Erstmal ein herzliches :Willkommen2


----------



## Zacky (1. Jan. 2013)

*AW: Erweiterung planen*

Hallo und Herzlich Willkommen...



benmao schrieb:


> Ich habe nun ein paar Fragen.
> * Wenn ich an der Terasse steil und tief runter gehe, rutscht vielleicht die Erde beim graben ab?
> 
> * Das Regenwasser des Süddaches wird im Rasen versickert. Darf es in den Teich?



Die Erde kann nachrutschen. Hängt aber auch davon ab, was du für einen Boden hast. Hast du einen Lehmboden, wird es sicherlich durchaus zu schaffen sein, dass nichts nachgibt und ins Rutschen gerät. Es ist aus meiner Sicht eh' dann empfehlenswert, die Steilwand an der Terrasse dann hoch zu mauern oder mit einer Betonschalung zu versehen.
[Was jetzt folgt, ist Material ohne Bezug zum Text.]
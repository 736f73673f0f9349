//! Email delivery through an HTTP email endpoint.
//!
//! The endpoint accepts `{ "to", "subject", "html" }` and answers 2xx on
//! success or a non-2xx status with an optional JSON error body.

use async_trait::async_trait;
use serde::Serialize;

use super::{post_json, ChannelSender, OutboundMessage, SendError};

#[derive(Debug, Serialize)]
struct EmailPayload<'a> {
    to: &'a str,
    subject: &'a str,
    html: String,
}

/// Sends notification emails by POSTing to the email endpoint.
#[derive(Debug, Clone)]
pub struct HttpEmailSender {
    client: reqwest::Client,
    url: String,
    api_key: Option<String>,
}

impl HttpEmailSender {
    pub fn new(client: reqwest::Client, url: impl Into<String>, api_key: Option<String>) -> Self {
        Self {
            client,
            url: url.into(),
            api_key,
        }
    }
}

#[async_trait]
impl ChannelSender for HttpEmailSender {
    async fn send(&self, message: &OutboundMessage<'_>) -> Result<(), SendError> {
        let payload = EmailPayload {
            to: message.to,
            subject: message.subject,
            html: render_html(message.message),
        };
        post_json(&self.client, &self.url, self.api_key.as_deref(), &payload).await?;
        tracing::info!(
            notification_type = %message.notification_type,
            "Notification email accepted by endpoint"
        );
        Ok(())
    }
}

/// Wrap plain message text in a paragraph, escaping markup.
pub fn render_html(message: &str) -> String {
    let mut escaped = String::with_capacity(message.len() + 7);
    for ch in message.chars() {
        match ch {
            '&' => escaped.push_str("&amp;"),
            '<' => escaped.push_str("&lt;"),
            '>' => escaped.push_str("&gt;"),
            '"' => escaped.push_str("&quot;"),
            '\'' => escaped.push_str("&#39;"),
            '\n' => escaped.push_str("<br>"),
            other => escaped.push(other),
        }
    }
    format!("<p>{escaped}</p>")
}

#[cfg(test)]
mod tests {
    use super::*;

    #[test]
    fn render_html_escapes_markup() {
        assert_eq!(
            render_html("<b>Tom & Jerry</b>"),
            "<p>&lt;b&gt;Tom &amp; Jerry&lt;/b&gt;</p>"
        );
    }

    #[test]
    fn render_html_keeps_line_breaks() {
        assert_eq!(render_html("a\nb"), "<p>a<br>b</p>");
    }
}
Das Regenwasser kann sicherlich in den Teich, jedoch würde der Teich dann auch regelmäßig überlaufen. Also ist ein Überlauf oder eine Versickerungsmöglichkeit nach den Durchfluss im Teich ratsam.

Man sollte jedoch beachten, dass dann auch sämtlicher Schmutz und auch reichlich Nährstoffe für Algen (Blütenstaub etc.) vom Dach im Teich landet. Hier wäre ein Schmutzsieb / Schmutzabsorber im Fallrohr auch eine Möglichkeit, wird aber den ganz feinen Schmutz nicht davon abhalten. Sind Fische im Teich geplant, würde ich das Regenwasser vom Dach lieber nicht einleiten.


----------



## benmao (1. Jan. 2013)

*AW: Erweiterung planen*

Hallo Zacky,



Zacky schrieb:


> Die Erde kann nachrutschen. Hängt aber auch davon ab, was du für einen Boden hast. Hast du einen Lehmboden, wird es sicherlich durchaus zu schaffen sein, dass nichts nachgibt und ins Rutschen gerät. Es ist aus meiner Sicht eh' dann empfehlenswert, die Steilwand an der Terrasse dann hoch zu mauern oder mit einer Betonschalung zu versehen.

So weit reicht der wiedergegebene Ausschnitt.